■ What is expected
Search the listing below for the string "Deserialize" and copy every line where it occurs.

Dataset START

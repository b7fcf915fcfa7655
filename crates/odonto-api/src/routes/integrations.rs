//! Google Calendar connection: OAuth authorization-code flow.
//!
//! The callback is hit by the user's browser coming back from Google, so it
//! carries no bearer token; the clinic travels in the `state` parameter.

use axum::Json;
use axum::extract::{Extension, Query, State};
use jiff::{SignedDuration, Timestamp};
use serde::{Deserialize, Serialize};
use uuid::Uuid;

use odonto_core::messages;
use odonto_core::s3_keys;
use odonto_storage::records;

use crate::config::GoogleOAuthConfig;
use crate::error::ApiError;
use crate::middleware::auth::AuthUser;
use crate::state::AppState;

const AUTHORIZE_URL: &str = "https://accounts.google.com/o/oauth2/v2/auth";
const TOKEN_URL: &str = "https://oauth2.googleapis.com/token";
const CALENDAR_SCOPE: &str = "https://www.googleapis.com/auth/calendar.events";

/// Tokens stored per clinic after a successful connection.
#[derive(Debug, Clone, Serialize, Deserialize)]
pub struct CalendarIntegration {
    pub access_token: String,
    pub refresh_token: Option<String>,
    pub expires_at: Timestamp,
    pub scope: Option<String>,
    pub connected_at: Timestamp,
}

#[derive(Debug, Deserialize)]
struct TokenResponse {
    access_token: String,
    refresh_token: Option<String>,
    expires_in: i64,
    scope: Option<String>,
}

#[derive(Debug, Serialize)]
pub struct AuthorizeUrl {
    pub url: String,
}

#[derive(Debug, Serialize)]
pub struct CalendarStatus {
    pub connected: bool,
    pub connected_at: Option<Timestamp>,
}

#[derive(Debug, Deserialize)]
pub struct CallbackQuery {
    pub code: Option<String>,
    pub state: Option<String>,
    pub error: Option<String>,
}

fn google(state: &AppState) -> Result<&GoogleOAuthConfig, ApiError> {
    state
        .config
        .google
        .as_ref()
        .ok_or_else(|| ApiError::BadRequest(messages::INTEGRATION_DISABLED.to_string()))
}

pub fn authorize_url(google: &GoogleOAuthConfig, clinic_id: Uuid) -> Result<String, ApiError> {
    let clinic = clinic_id.to_string();
    let url = reqwest::Url::parse_with_params(
        AUTHORIZE_URL,
        &[
            ("client_id", google.client_id.as_str()),
            ("redirect_uri", google.redirect_uri.as_str()),
            ("response_type", "code"),
            ("scope", CALENDAR_SCOPE),
            ("access_type", "offline"),
            ("prompt", "consent"),
            ("state", clinic.as_str()),
        ],
    )
    .map_err(|e| ApiError::Internal(format!("authorize url: {e}")))?;
    Ok(url.to_string())
}

pub async fn get_authorize_url(
    State(state): State<AppState>,
    Extension(user): Extension<AuthUser>,
) -> Result<Json<AuthorizeUrl>, ApiError> {
    let google = google(&state)?;
    Ok(Json(AuthorizeUrl {
        url: authorize_url(google, user.clinic_id)?,
    }))
}

pub async fn calendar_status(
    State(state): State<AppState>,
    Extension(user): Extension<AuthUser>,
) -> Result<Json<CalendarStatus>, ApiError> {
    let key = s3_keys::calendar_integration(user.clinic_id);
    let stored = records::load_json_opt::<CalendarIntegration>(&state.s3, state.bucket(), &key).await?;
    Ok(Json(CalendarStatus {
        connected: stored.is_some(),
        connected_at: stored.map(|s| s.connected_at),
    }))
}

/// Exchange the authorization code for tokens and store them.
pub async fn calendar_callback(
    State(state): State<AppState>,
    Query(query): Query<CallbackQuery>,
) -> Result<Json<CalendarStatus>, ApiError> {
    let google = google(&state)?;
    if let Some(error) = query.error {
        tracing::warn!(error = %error, "calendar authorization denied");
        return Err(ApiError::BadRequest("Autorização negada pelo Google.".to_string()));
    }
    let code = query
        .code
        .ok_or_else(|| ApiError::BadRequest("Código de autorização ausente.".to_string()))?;
    let clinic_id = query
        .state
        .as_deref()
        .and_then(|s| Uuid::parse_str(s).ok())
        .ok_or_else(|| ApiError::BadRequest("Parâmetro state inválido.".to_string()))?;

    let response = state
        .http
        .post(TOKEN_URL)
        .form(&[
            ("code", code.as_str()),
            ("client_id", google.client_id.as_str()),
            ("client_secret", google.client_secret.as_str()),
            ("redirect_uri", google.redirect_uri.as_str()),
            ("grant_type", "authorization_code"),
        ])
        .send()
        .await?;
    if !response.status().is_success() {
        let status = response.status();
        let body = response.text().await.unwrap_or_default();
        tracing::warn!(clinic_id = %clinic_id, status = %status, body = %body, "token exchange rejected");
        return Err(ApiError::BadRequest("Não foi possível conectar a agenda.".to_string()));
    }
    let tokens: TokenResponse = response.json().await?;

    let now = Timestamp::now();
    let integration = CalendarIntegration {
        access_token: tokens.access_token,
        refresh_token: tokens.refresh_token,
        expires_at: now.checked_add(SignedDuration::from_secs(tokens.expires_in))?,
        scope: tokens.scope,
        connected_at: now,
    };
    let key = s3_keys::calendar_integration(clinic_id);
    records::save_json(&state.s3, state.bucket(), &key, &integration).await?;

    tracing::info!(clinic_id = %clinic_id, "calendar connected");
    Ok(Json(CalendarStatus {
        connected: true,
        connected_at: Some(now),
    }))
}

Dataset END

■ Result of this exercise
use serde::{Deserialize, Serialize};
#[derive(Debug, Clone, Serialize, Deserialize)]
#[derive(Debug, Deserialize)]
#[derive(Debug, Deserialize)]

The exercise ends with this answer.